Soundtrack album by Harris Jayaraj
- Released: 12 January 2011
- Recorded: 2010–2011
- Genre: Feature film soundtrack
- Length: 29:46
- Language: Tamil
- Label: Sony Music India
- Producer: Harris Jayaraj

Harris Jayaraj chronology
| Engeyum Kadhal (2010) | Ko (2011) | Force (2011) |

= Ko (soundtrack) =

2011 soundtrack album by Harris Jayaraj

Ko is the soundtrack to the 2011 Tamil-language political thriller film of the same name directed by K. V. Anand, starring Jiiva, Ajmal, Karthika and Piaa Bajpai. Featuring musical score composed by Harris Jayaraj, who previously worked with the director on Ayan (2009), the album features six tracks, with lyrics written by Pa. Vijay, Madhan Karky, Kabilan, Viveka, Vanamali, Sricharan, Emcee Jesz. Sony Music India acquired the film's music rights and the soundtrack was launched at a public event on 12 January 2011 with the cast and crew. The soundtrack album for the Telugu-dubbed version Rangam was released by Aditya Music on 9 March 2011.

== Background ==
The music compositions sessions took place in Macau where he had tuned all six tracks for the film. In late October 2010, Jayaraj had recorded a club song for the film, while working on three other films. The song was recorded by Emcee Jesz, Vijay Prakash, Tippu, Solar Sai and Ranina Reddy and featured appearances from several Tamil film personalities, including Jayaraj.
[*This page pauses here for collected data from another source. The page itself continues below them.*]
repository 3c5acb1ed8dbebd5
pub mod indicators;
pub mod loan;
pub mod rates;
pub mod schedule;
pub mod subsidy;

use housing_finance_core::schedule::GraceKind;

/// Parse a grace label given on the command line.
pub(crate) fn parse_grace(label: &str) -> Result<GraceKind, Box<dyn std::error::Error>> {
    match label {
        "none" => Ok(GraceKind::None),
        "partial" => Ok(GraceKind::Partial),
        "total" => Ok(GraceKind::Total),
        other => {
            Err(format!("Unknown grace kind '{}' (expected none, partial, or total)", other).into())
        }
    }
}
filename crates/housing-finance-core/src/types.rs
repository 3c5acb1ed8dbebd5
use rust_decimal::Decimal;
use serde::{Deserialize, Serialize};

/// All monetary values. Wraps Decimal to prevent accidental f64 usage.
pub type Money = Decimal;

/// Rates expressed as decimals (0.05 = 5%). Never as percentages.
pub type Rate = Decimal;

/// Standard computation output envelope
#[derive(Debug, Clone, Serialize, Deserialize)]
pub struct ComputationOutput<T: Serialize> {
    pub result: T,
    pub methodology: String,
    pub assumptions: serde_json::Value,
    pub warnings: Vec<String>,
    pub metadata: ComputationMetadata,
}

/// Metadata for every computation
#[derive(Debug, Clone, Serialize, Deserialize)]
pub struct ComputationMetadata {
    pub version: String,
    pub computation_time_us: u64,
    pub precision: String,
}

/// Helper to wrap computation results with metadata
pub fn with_metadata<T: Serialize>(
    methodology: &str,
    assumptions: &impl Serialize,
    warnings: Vec<String>,
    elapsed_us: u64,
    result: T,
) -> ComputationOutput<T> {
    ComputationOutput {
        result,
        methodology: methodology.to_string(),
        assumptions: serde_json::to_value(assumptions).unwrap_or_default(),
        warnings,
        metadata: ComputationMetadata {
            version: env!("CARGO_PKG_VERSION").to_string(),
            computation_time_us: elapsed_us,
            precision: "rust_decimal_128bit".to_string(),
        },
    }
}
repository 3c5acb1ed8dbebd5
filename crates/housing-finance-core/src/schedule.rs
use rust_decimal::Decimal;
use rust_decimal::MathematicalOps;
use serde::{Deserialize, Serialize};

use crate::error::HousingFinanceError;
use crate::rates;
use crate::types::{Money, Rate};
use crate::HousingFinanceResult;

// ---------------------------------------------------------------------------
// Input / Output Types
// ---------------------------------------------------------------------------

/// Payment relief applied to the opening stretch of a schedule.
#[derive(Debug, Clone, Copy, Default, PartialEq, Eq, Serialize, Deserialize)]
#[serde(rename_all = "snake_case")]
pub enum GraceKind {
    /// No grace phase.
    #[default]
    None,
    /// Interest is billed each period; the balance does not move.
    Partial,
    /// Nothing is billed; interest capitalizes into the balance.
    Total,
}

/// How a period was billed.
#[derive(Debug, Clone, Copy, PartialEq, Eq, Serialize, Deserialize)]
#[serde(rename_all = "snake_case")]
pub enum PeriodKind {
    GraceTotal,
    GracePartial,
    Normal,
}

/// Input for schedule generation.
#[derive(Debug, Clone, Serialize, Deserialize)]
pub struct ScheduleInput {
    /// Amount financed at period zero.
    pub principal: Money,
    /// Total number of periods, grace included.
    pub installments: u32,
    /// Annual effective rate.
    pub annual_rate: Rate,
    /// Period length in days on the 360-day year.
    #[serde(default = "default_period_days")]
    pub period_days: u32,
    #[serde(default)]
    pub grace: GraceKind,
    #[serde(default)]
    pub grace_periods: u32,
    /// Reference price the property-risk premium is charged against.
    #[serde(default)]
    pub property_price: Money,
    /// Per-period life/disgravamen rate on the opening balance.
    #[serde(default)]
    pub life_insurance_rate: Rate,
    /// Annual property-risk rate on the reference price.
    #[serde(default)]
    pub risk_insurance_annual_rate: Rate,
    /// Flat charge billed every period.
    #[serde(default)]
    pub periodic_commission: Money,
    /// Flat postal/handling charge billed every period.
    #[serde(default)]
    pub postage_fee: Money,
}

fn default_period_days() -> u32 {
    rates::DEFAULT_PERIOD_DAYS
}

/// One billed period. Monetary columns are rounded to cents; the balance
/// recurrence behind them is not.
#[derive(Debug, Clone, PartialEq, Serialize, Deserialize)]
pub struct ScheduleEntry {
    pub period: u32,
    pub kind: PeriodKind,
    pub opening_balance: Money,
    pub amortization: Money,
    pub interest: Money,
    pub base_installment: Money,
    pub life_insurance: Money,
    pub risk_insurance: Money,
    pub commission: Money,
    pub postage: Money,
    pub total_installment: Money,
    pub closing_balance: Money,
}

/// Category sums across the whole schedule.
#[derive(Debug, Clone, Default, PartialEq, Serialize, Deserialize)]
pub struct ScheduleTotals {
    pub amortization: Money,
    pub interest: Money,
    pub life_insurance: Money,
    pub risk_insurance: Money,
    pub commission: Money,
    pub postage: Money,
    pub base_installment: Money,
    pub total_installment: Money,
}

/// Full amortization table.
#[derive(Debug, Clone, Serialize, Deserialize)]
pub struct ScheduleOutput {
    /// Level installment of the amortizing phase; 0 when grace consumes the term.
    pub base_installment: Money,
    /// Effective rate applied per period.
    pub period_rate: Rate,
    pub entries: Vec<ScheduleEntry>,
    pub totals: ScheduleTotals,
}

// ---------------------------------------------------------------------------
// Public API
// ---------------------------------------------------------------------------

/// Build the amortization table for a constant-installment loan.
///
/// Periods 1..=G bill according to the grace kind; the remaining R = N - G
/// periods pay the level annuity installment. The final period forces
/// amortization equal to the remaining balance and recomputes its base
/// installment from that, so the table always closes at exactly zero.
/// Grace counts at or beyond the term produce a schedule of grace entries
/// alone with a base installment of 0, not an error.
pub fn generate(input: &ScheduleInput) -> HousingFinanceResult<ScheduleOutput> {
    validate_schedule_input(input)?;

    let period_rate = rates::period_rate_from_annual(input.annual_rate, input.period_days);
    let periods_per_year = rates::DAYS_PER_YEAR / Decimal::from(input.period_days);
    let risk_premium = input.property_price * (input.risk_insurance_annual_rate / periods_per_year);

    let grace_periods = match input.grace {
        GraceKind::None => 0,
        GraceKind::Partial | GraceKind::Total => input.grace_periods,
    };

    let mut builder = ScheduleBuilder {
        input,
        risk_premium,
        entries: Vec::with_capacity(input.installments.max(grace_periods) as usize),
        totals: ScheduleTotals::default(),
    };
    let mut balance = input.principal;

    for period in 1..=grace_periods {
        let opening = balance;
        let accrued = opening * period_rate;
        if input.grace == GraceKind::Total {
            balance += accrued;
            builder.bill(
                period,
                PeriodKind::GraceTotal,
                opening,
                Decimal::ZERO,
                Decimal::ZERO,
                Decimal::ZERO,
                balance,
            );
        } else {
            builder.bill(
                period,
                PeriodKind::GracePartial,
                opening,
                Decimal::ZERO,
                accrued,
                accrued,
                balance,
            );
        }
    }

    let remaining = input.installments.saturating_sub(grace_periods);
    if remaining == 0 {
        return Ok(builder.finish(Decimal::ZERO, period_rate));
    }

    let installment = level_installment(balance, period_rate, remaining);

    for period in (grace_periods + 1)..=input.installments {
        let opening = balance;
        let interest = opening * period_rate;
        let mut amortization = installment - interest;
        let mut base = installment;
        if period == input.installments {
            amortization = opening;
            base = amortization + interest;
        }
        balance = (opening - amortization).max(Decimal::ZERO);
        builder.bill(
            period,
            PeriodKind::Normal,
            opening,
            amortization,
            interest,
            base,
            balance,
        );
    }

    Ok(builder.finish(installment, period_rate))
}

/// Bare schedule with 30-day periods and no insurance or fee add-ons.
pub fn monthly_schedule(
    principal: Money,
    months: u32,
    annual_rate: Rate,
    grace: GraceKind,
    grace_periods: u32,
) -> HousingFinanceResult<ScheduleOutput> {
    generate(&ScheduleInput {
        principal,
        installments: months,
        annual_rate,
        period_days: rates::DEFAULT_PERIOD_DAYS,
        grace,
        grace_periods,
        property_price: Decimal::ZERO,
        life_insurance_rate: Decimal::ZERO,
        risk_insurance_annual_rate: Decimal::ZERO,
        periodic_commission: Decimal::ZERO,
        postage_fee: Decimal::ZERO,
    })
}

// ---------------------------------------------------------------------------
// Validation
// ---------------------------------------------------------------------------

fn validate_schedule_input(input: &ScheduleInput) -> HousingFinanceResult<()> {
    if input.principal < Decimal::ZERO {
        return Err(HousingFinanceError::InvalidParameters {
            field: "principal".into(),
            reason: "Principal cannot be negative".into(),
        });
    }
    if input.installments == 0 {
        return Err(HousingFinanceError::InvalidParameters {
            field: "installments".into(),
            reason: "Installment count must be at least 1".into(),
        });
    }
    if input.period_days == 0 {
        return Err(HousingFinanceError::InvalidParameters {
            field: "period_days".into(),
            reason: "Period length must be at least 1 day".into(),
        });
    }
    if input.annual_rate < Decimal::ZERO {
        return Err(HousingFinanceError::InvalidParameters {
            field: "annual_rate".into(),
            reason: "Annual rate cannot be negative".into(),
        });
    }
    if input.property_price < Decimal::ZERO {
        return Err(HousingFinanceError::InvalidParameters {
            field: "property_price".into(),
            reason: "Reference price cannot be negative".into(),
        });
    }
    if input.life_insurance_rate < Decimal::ZERO {
        return Err(HousingFinanceError::InvalidParameters {
            field: "life_insurance_rate".into(),
            reason: "Insurance rate cannot be negative".into(),
        });
    }
    if input.risk_insurance_annual_rate < Decimal::ZERO {
        return Err(HousingFinanceError::InvalidParameters {
            field: "risk_insurance_annual_rate".into(),
            reason: "Insurance rate cannot be negative".into(),
        });
    }
    if input.periodic_commission < Decimal::ZERO {
        return Err(HousingFinanceError::InvalidParameters {
            field: "periodic_commission".into(),
            reason: "Fees cannot be negative".into(),
        });
    }
    if input.postage_fee < Decimal::ZERO {
        return Err(HousingFinanceError::InvalidParameters {
            field: "postage_fee".into(),
            reason: "Fees cannot be negative".into(),
        });
    }
    Ok(())
}

// ---------------------------------------------------------------------------
// Internal helpers
// ---------------------------------------------------------------------------

/// Level annuity installment for `balance` over `periods` at `rate` per
/// period. A zero rate degenerates to straight-line principal.
fn level_installment(balance: Money, rate: Rate, periods: u32) -> Money {
    if rate.is_zero() {
        return balance / Decimal::from(periods);
    }
    let growth = (Decimal::ONE + rate).powd(Decimal::from(periods));
    balance * (rate * growth) / (growth - Decimal::ONE)
}

struct ScheduleBuilder<'a> {
    input: &'a ScheduleInput,
    /// Property-risk premium, constant across periods.
    risk_premium: Money,
    entries: Vec<ScheduleEntry>,
    totals: ScheduleTotals,
}

impl ScheduleBuilder<'_> {
    /// Append one period: add-ons on the opening balance, unrounded totals,
    /// cent-rounded entry columns.
    #[allow(clippy::too_many_arguments)]
    fn bill(
        &mut self,
        period: u32,
        kind: PeriodKind,
        opening: Money,
        amortization: Money,
        interest: Money,
        base: Money,
        closing: Money,
    ) {
        let life = opening * self.input.life_insurance_rate;
        let total =
            base + life + self.risk_premium + self.input.periodic_commission + self.input.postage_fee;

        self.totals.amortization += amortization;
        self.totals.interest += interest;
        self.totals.life_insurance += life;
        self.totals.risk_insurance += self.risk_premium;
        self.totals.commission += self.input.periodic_commission;
        self.totals.postage += self.input.postage_fee;
        self.totals.base_installment += base;
        self.totals.total_installment += total;

        self.entries.push(ScheduleEntry {
            period,
            kind,
            opening_balance: opening.round_dp(2),
            amortization: amortization.round_dp(2),
            interest: interest.round_dp(2),
            base_installment: base.round_dp(2),
            life_insurance: life.round_dp(2),
            risk_insurance: self.risk_premium.round_dp(2),
            commission: self.input.periodic_commission.round_dp(2),
            postage: self.input.postage_fee.round_dp(2),
            total_installment: total.round_dp(2),
            closing_balance: closing.round_dp(2),
        });
    }

    fn finish(self, base_installment: Money, period_rate: Rate) -> ScheduleOutput {
        ScheduleOutput {
            base_installment: base_installment.round_dp(2),
            period_rate,
            entries: self.entries,
            totals: self.totals.rounded(),
        }
    }
}

impl ScheduleTotals {
    fn rounded(&self) -> ScheduleTotals {
        ScheduleTotals {
            amortization: self.amortization.round_dp(2),
            interest: self.interest.round_dp(2),
            life_insurance: self.life_insurance.round_dp(2),
            risk_insurance: self.risk_insurance.round_dp(2),
            commission: self.commission.round_dp(2),
            postage: self.postage.round_dp(2),
            base_installment: self.base_installment.round_dp(2),
            total_installment: self.total_installment.round_dp(2),
        }
    }
}

// ---------------------------------------------------------------------------
// Tests
// ---------------------------------------------------------------------------
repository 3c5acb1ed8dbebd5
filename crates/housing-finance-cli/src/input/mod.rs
pub mod file;
pub mod stdin;
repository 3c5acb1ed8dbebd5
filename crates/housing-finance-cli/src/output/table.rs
use serde_json::Value;
use tabled::{builder::Builder, Table};

/// Format output as tables using the tabled crate.
///
/// Loan reports and schedules nest sections (summary, schedule entries,
/// totals, indicators), so each nested object or array of rows gets its
/// own table under the scalar fields.
pub fn print_table(value: &Value) {
    match value {
        Value::Object(map) => {
            if let Some(result) = map.get("result") {
                print_sections(result);
                print_envelope_footer(map);
            } else {
                print_sections(value);
            }
        }
        Value::Array(arr) => {
            print_array_table(arr);
        }
        _ => {
            println!("{}", value);
        }
    }
}

/// Print an object as a Field/Value table of its scalar fields, followed
/// by one table per nested section.
fn print_sections(value: &Value) {
    let map = match value {
        Value::Object(map) => map,
        Value::Array(arr) => {
            print_array_table(arr);
            return;
        }
        _ => {
            println!("{}", value);
            return;
        }
    };

    let mut builder = Builder::default();
    builder.push_record(["Field", "Value"]);
    let mut has_scalars = false;
    let mut sections: Vec<(&String, &Value)> = Vec::new();

    for (key, val) in map {
        match val {
            Value::Object(_) => sections.push((key, val)),
            Value::Array(arr) if arr.first().map_or(false, Value::is_object) => {
                sections.push((key, val))
            }
            _ => {
                builder.push_record([key.as_str(), &format_value(val)]);
                has_scalars = true;
            }
        }
    }

    if has_scalars {
        let table = Table::from(builder);
        println!("{}", table);
    }

    for (name, section) in sections {
        println!("\n{}:", name);
        match section {
            Value::Object(_) => print_flat_object(section),
            Value::Array(arr) => print_array_table(arr),
            _ => println!("{}", section),
        }
    }
}

fn print_envelope_footer(envelope: &serde_json::Map<String, Value>) {
    // Print warnings if any
    if let Some(Value::Array(warnings)) = envelope.get("warnings") {
        if !warnings.is_empty() {
            println!("\nWarnings:");
            for w in warnings {
                if let Value::String(s) = w {
                    println!("  - {}", s);
                }
            }
        }
    }

    // Print methodology
    if let Some(Value::String(meth)) = envelope.get("methodology") {
        println!("\nMethodology: {}", meth);
    }
}

fn print_flat_object(value: &Value) {
    if let Value::Object(map) = value {
        let mut builder = Builder::default();
        builder.push_record(["Field", "Value"]);
        for (key, val) in map {
            builder.push_record([key.as_str(), &format_value(val)]);
        }
        let table = Table::from(builder);
        println!("{}", table);
    }
}

fn print_array_table(arr: &[Value]) {
    if arr.is_empty() {
        println!("(empty)");
        return;
    }

    // Collect all keys from first object for headers
    if let Some(Value::Object(first)) = arr.first() {
        let headers: Vec<String> = first.keys().cloned().collect();
        let mut builder = Builder::default();
        builder.push_record(&headers);

        for item in arr {
            if let Value::Object(map) = item {
                let row: Vec<String> = headers
                    .iter()
                    .map(|h| {
                        map.get(h.as_str())
                            .map(|v| format_value(v))
                            .unwrap_or_default()
                    })
                    .collect();
                builder.push_record(row);
            }
        }

        let table = Table::from(builder);
        println!("{}", table);
    } else {
        // Simple array of values
        for item in arr {
            println!("{}", format_value(item));
        }
    }
}

fn format_value(value: &Value) -> String {
    match value {
        Value::String(s) => s.clone(),
        Value::Number(n) => n.to_string(),
        Value::Bool(b) => b.to_string(),
        Value::Null => "null".to_string(),
        Value::Array(arr) => {
            let items: Vec<String> = arr.iter().map(|v| format_value(v)).collect();
            items.join(", ")
        }
        Value::Object(_) => serde_json::to_string(value).unwrap_or_default(),
    }
}
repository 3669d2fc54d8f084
mod run;
mod show;

use std::process::ExitCode;

use clap::{Parser, Subcommand};

use par_run::config_file::ConfigError;
use par_run::load_config;

/// Exit code for configuration errors, distinct from a failed run
const EXIT_CONFIG: u8 = 2;

#[derive(Parser, Debug)]
#[command(name = "par-run", about = "Run groups of shell commands in parallel or in series")]
struct Cli {
    /// Path to config file (auto-detected if not specified)
    #[arg(short, long, global = true)]
    file: Option<String>,

    /// Log file path (receives info level logs in addition to warnings on stderr)
    #[arg(long, global = true)]
    log_file: Option<String>,

    #[command(subcommand)]
    command: Commands,
}

#[derive(Subcommand, Debug)]
enum Commands {
    /// Run the configured groups
    Run(run::RunArgs),
    /// Print the configured groups and commands without running them
    Show(show::ShowArgs),
}

fn main() -> ExitCode {
    match run() {
        Ok(code) => code,
        Err(e) => {
            eprintln!("Error: {e}");
            if e.is::<ConfigError>() {
                ExitCode::from(EXIT_CONFIG)
            } else {
                ExitCode::FAILURE
            }
        }
    }
}

#[tokio::main]
async fn run() -> Result<ExitCode, Box<dyn std::error::Error>> {
    let cli = Cli::parse();

    let log_file = cli.log_file.as_ref().map(std::fs::File::create).transpose()?;
    par_run::logger::init(log_file);

    let (config, _cwd, config_path) = load_config(cli.file.as_deref())?;
    log::info!("Loaded {}", config_path.display());

    match cli.command {
        Commands::Run(ref args) => run::run(args, &config).await,
        Commands::Show(ref args) => show::run(args, &config),
    }
}
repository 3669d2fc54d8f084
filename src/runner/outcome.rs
use std::time::Duration;

use chrono::{DateTime, Utc};
use serde::{Deserialize, Serialize};
use uuid::Uuid;

use crate::commands::group::GroupSpec;

pub const EXIT_SUCCESS: i32 = 0;
/// At least one group failed
pub const EXIT_FAILURE: i32 = 1;
/// The run was cancelled from outside (eg Ctrl-C) before it could finish
pub const EXIT_INTERRUPTED: i32 = 130;

/// How a single attempt ended
#[derive(Debug, Clone, Copy, PartialEq, Eq, Serialize, Deserialize)]
#[serde(rename_all = "snake_case")]
pub enum AttemptStatus {
    Succeeded,
    Failed,
    TimedOut,
    Cancelled,
}

/// Terminal status of a command once its retry budget is settled
#[derive(Debug, Clone, Copy, PartialEq, Eq, Serialize, Deserialize)]
#[serde(rename_all = "snake_case")]
pub enum CommandStatus {
    Succeeded,
    /// Retries exhausted, last attempt exited non-zero or could not be spawned
    Failed,
    /// Last attempt hit the group timeout
    TimedOut,
    /// Aborted before completion by a sibling failure or a run abort
    Cancelled,
}

impl CommandStatus {
    /// `Failed` or `TimedOut`, the statuses that trigger the group's failure policy
    #[must_use]
    pub fn is_failure(self) -> bool {
        matches!(self, CommandStatus::Failed | CommandStatus::TimedOut)
    }
}

impl From<AttemptStatus> for CommandStatus {
    fn from(status: AttemptStatus) -> Self {
        match status {
            AttemptStatus::Succeeded => CommandStatus::Succeeded,
            AttemptStatus::Failed => CommandStatus::Failed,
            AttemptStatus::TimedOut => CommandStatus::TimedOut,
            AttemptStatus::Cancelled => CommandStatus::Cancelled,
        }
    }
}

/// Live state of a command, including the transient states an observer can see
#[derive(Debug, Clone, Copy, PartialEq, Eq, Serialize, Deserialize)]
#[serde(rename_all = "snake_case")]
pub enum CommandState {
    Pending,
    Running,
    Retrying,
    Succeeded,
    Failed,
    TimedOut,
    Cancelled,
}

impl CommandState {
    #[must_use]
    pub fn is_terminal(self) -> bool {
        !matches!(
            self,
            CommandState::Pending | CommandState::Running | CommandState::Retrying
        )
    }
}

impl From<CommandStatus> for CommandState {
    fn from(status: CommandStatus) -> Self {
        match status {
            CommandStatus::Succeeded => CommandState::Succeeded,
            CommandStatus::Failed => CommandState::Failed,
            CommandStatus::TimedOut => CommandState::TimedOut,
            CommandStatus::Cancelled => CommandState::Cancelled,
        }
    }
}

#[derive(Debug, Clone, Copy, PartialEq, Eq, Serialize, Deserialize)]
#[serde(rename_all = "snake_case")]
pub enum GroupStatus {
    Succeeded,
    Failed,
    Cancelled,
}

impl GroupStatus {
    /// Any failed or timed-out command fails the group, even if siblings were cancelled
    /// afterwards; otherwise any cancellation means the group was aborted.
    #[must_use]
    pub fn from_commands(commands: &[CommandOutcome]) -> Self {
        if commands.iter().any(|c| c.status.is_failure()) {
            GroupStatus::Failed
        } else if commands
            .iter()
            .any(|c| c.status == CommandStatus::Cancelled)
        {
            GroupStatus::Cancelled
        } else {
            GroupStatus::Succeeded
        }
    }
}

#[derive(Debug, Clone, Copy, PartialEq, Eq, Serialize, Deserialize)]
#[serde(rename_all = "snake_case")]
pub enum RunStatus {
    Succeeded,
    Failed,
}

/// One execution try of a command
#[derive(Debug, Clone, PartialEq, Eq, Serialize, Deserialize)]
pub struct CommandAttempt {
    /// 1-based
    pub attempt: u32,
    pub started_at: DateTime<Utc>,
    pub finished_at: DateTime<Utc>,
    pub stdout: String,
    pub stderr: String,
    /// `None` when the process timed out, was cancelled, was killed by a signal or never spawned
    pub exit_code: Option<i32>,
    pub timed_out: bool,
    pub cancelled: bool,
    /// Spawn or wait failure, or the signal that killed the process
    pub error: Option<String>,
}

impl CommandAttempt {
    #[must_use]
    pub fn new(attempt: u32, started_at: DateTime<Utc>) -> Self {
        Self {
            attempt,
            started_at,
            finished_at: started_at,
            stdout: String::new(),
            stderr: String::new(),
            exit_code: None,
            timed_out: false,
            cancelled: false,
            error: None,
        }
    }

    #[must_use]
    pub fn status(&self) -> AttemptStatus {
        if self.cancelled {
            AttemptStatus::Cancelled
        } else if self.timed_out {
            AttemptStatus::TimedOut
        } else if self.exit_code == Some(0) {
            AttemptStatus::Succeeded
        } else {
            AttemptStatus::Failed
        }
    }

    #[must_use]
    pub fn duration(&self) -> Duration {
        (self.finished_at - self.started_at)
            .to_std()
            .unwrap_or_default()
    }
}

/// Final record of a command: every attempt made, in order, plus the settled status
#[derive(Debug, Clone, PartialEq, Eq, Serialize, Deserialize)]
pub struct CommandOutcome {
    pub name: String,
    pub status: CommandStatus,
    pub attempts: Vec<CommandAttempt>,
    /// `None` if the command was cancelled before it ever started
    pub started_at: Option<DateTime<Utc>>,
    pub finished_at: Option<DateTime<Utc>>,
}

impl CommandOutcome {
    /// A command that never got to spawn a process
    #[must_use]
    pub fn cancelled(name: &str) -> Self {
        Self {
            name: name.to_string(),
            status: CommandStatus::Cancelled,
            attempts: Vec::new(),
            started_at: None,
            finished_at: None,
        }
    }

    #[must_use]
    pub fn last_attempt(&self) -> Option<&CommandAttempt> {
        self.attempts.last()
    }

    #[must_use]
    pub fn exit_code(&self) -> Option<i32> {
        self.last_attempt().and_then(|a| a.exit_code)
    }

    #[must_use]
    pub fn duration(&self) -> Option<Duration> {
        match (self.started_at, self.finished_at) {
            (Some(start), Some(end)) => Some((end - start).to_std().unwrap_or_default()),
            _ => None,
        }
    }
}

#[derive(Debug, Clone, PartialEq, Eq, Serialize, Deserialize)]
pub struct GroupOutcome {
    pub name: String,
    pub status: GroupStatus,
    /// In declared order
    pub commands: Vec<CommandOutcome>,
    /// `None` if the group was cancelled before it started
    pub started_at: Option<DateTime<Utc>>,
    pub finished_at: Option<DateTime<Utc>>,
}

impl GroupOutcome {
    /// A group skipped because an earlier group aborted the run
    #[must_use]
    pub fn cancelled(group: &GroupSpec) -> Self {
        Self {
            name: group.name.clone(),
            status: GroupStatus::Cancelled,
            commands: group
                .commands
                .iter()
                .map(|c| CommandOutcome::cancelled(&c.name))
                .collect(),
            started_at: None,
            finished_at: None,
        }
    }

    #[must_use]
    pub fn command(&self, name: &str) -> Option<&CommandOutcome> {
        self.commands.iter().find(|c| c.name == name)
    }
}

#[derive(Debug, Clone, PartialEq, Eq, Serialize, Deserialize)]
pub struct RunOutcome {
    pub run_id: Uuid,
    pub status: RunStatus,
    pub exit_code: i32,
    /// Groups in configured order, including the ones cancelled after an abort
    pub groups: Vec<GroupOutcome>,
    pub started_at: DateTime<Utc>,
    pub finished_at: DateTime<Utc>,
}

impl RunOutcome {
    #[must_use]
    pub fn group(&self, name: &str) -> Option<&GroupOutcome> {
        self.groups.iter().find(|g| g.name == name)
    }

    #[must_use]
    pub fn duration(&self) -> Duration {
        (self.finished_at - self.started_at)
            .to_std()
            .unwrap_or_default()
    }
}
On the occasion of Diwali (5 November 2010), a teaser featuring the song "Ennamo Yeadho" was released to acclaim from critics and audience. The song was initially titled as "Kuviyamilla" which lyricist Madhan Karky termed as "out of focus" in Tamil, that refers to the protagonist Ashwin's (Jiiva) occupation as a photojournalist. But was later renamed to the original title. It further depicts his love for Renuka (Nair) as well as Saro's (Bajpai) affection towards him.

Harris Jayaraj claimed "Venpaniye" was one of his favourite songs from the album. He further described the music to be "completely different; young and energetic". The songs were shot in various locations across the world and Jayaraj had been virtually present in all the locations so that he would get feel the feel of the film, and helps him to select appropriate tunes. Anand mentioned that "For the ‘Venpaniyae’ song in ‘Ko’, we went to Harbin, which is in the north-eastern part of China, bordered by Mongolia. Because Harris was insistent on the ambience, the tune was composed there."

== Release ==
The teaser's success prompted media to claim the soundtrack was "red hot" in audio sales due to the pull of the particular song, with the producers quoting up to ₹1 crore. Later Sony Music India acquired the film's music rights, and the audio was initially set to be released on 10 December 2010, but postponed. The soundtrack was launched on 12 January 2011. The audio invitation was designed as a government file with a confidential paper, and having covers with evidence of photographs of the lead actors in various locations and an FIR of the suspects list of the cast and crew, that fictionally accuses them of Labour Law, Act of 2010 by working day and night of the film.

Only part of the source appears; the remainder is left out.